Task requirements
Only one number is expected here, namely how many lines of the entries below hold the string "mpsc".

Collected data
========================

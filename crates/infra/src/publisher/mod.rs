//! Fire-and-forget event submission.
//!
//! The catalog hands events to an `EventPublisher` after a store mutation has
//! committed. Submission is the only guarantee: once `publish` returns `Ok`,
//! the event is queued for delivery, not delivered. There is no outbox and no
//! compensating action, so a failed submission is a lost notification.

pub mod channel;

use std::sync::Arc;

use thiserror::Error;

use catalog_events::CatalogEvent;

pub use channel::{ChannelEventPublisher, PublishQueue, PublisherRelay, RelayStats};

#[derive(Debug, Error, Clone, PartialEq, Eq)]
pub enum PublishError {
    /// The delivery queue is at capacity.
    #[error("publish queue is full")]
    QueueFull,

    /// The relay is gone (shut down or crashed).
    #[error("publish queue is closed")]
    Closed,
}

/// Submits domain events for delivery without waiting on the broker.
pub trait EventPublisher: Send + Sync {
    fn publish(&self, event: CatalogEvent) -> Result<(), PublishError>;
}

impl<P> EventPublisher for Arc<P>
where
    P: EventPublisher + ?Sized,
{
    fn publish(&self, event: CatalogEvent) -> Result<(), PublishError> {
        (**self).publish(event)
    }
}
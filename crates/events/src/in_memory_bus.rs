//! In-memory event bus for tests/dev.

use std::sync::{Mutex, mpsc};

use crate::bus::{EventBus, Subscription};

#[derive(Debug, thiserror::Error)]
pub enum InMemoryBusError {
    /// Publish failed due to internal lock poisoning.
    #[error("in-memory bus lock poisoned")]
    Poisoned,
}

/// In-memory pub/sub bus.
///
/// - No IO / no async
/// - Best-effort fan-out to every live subscriber
/// - Subscribers that dropped their receiver are pruned on publish
#[derive(Debug)]
pub struct InMemoryEventBus<M> {
    subscribers: Mutex<Vec<mpsc::Sender<M>>>,
}

impl<M> InMemoryEventBus<M> {
    pub fn new() -> Self {
        Self::default()
    }

    /// Number of subscribers still attached.
    pub fn subscriber_count(&self) -> usize {
        self.subscribers.lock().map(|s| s.len()).unwrap_or(0)
    }
}

impl<M> Default for InMemoryEventBus<M> {
    fn default() -> Self {
        Self {
            subscribers: Mutex::new(Vec::new()),
        }
    }
}

impl<M> EventBus<M> for InMemoryEventBus<M>
where
    M: Clone + Send + 'static,
{
    type Error = InMemoryBusError;

    fn publish(&self, message: M) -> Result<(), Self::Error> {
        let mut subs = self.subscribers.lock().map_err(|_| InMemoryBusError::Poisoned)?;

        // Drop any dead subscribers while publishing.
        subs.retain(|tx| tx.send(message.clone()).is_ok());

        Ok(())
    }

    fn subscribe(&self) -> Subscription<M> {
        let (tx, rx) = mpsc::channel();

        // A poisoned lock still yields a subscription; it just never receives.
        if let Ok(mut subs) = self.subscribers.lock() {
            subs.push(tx);
        }

        Subscription::new(rx)
    }
}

========================

Answer below
3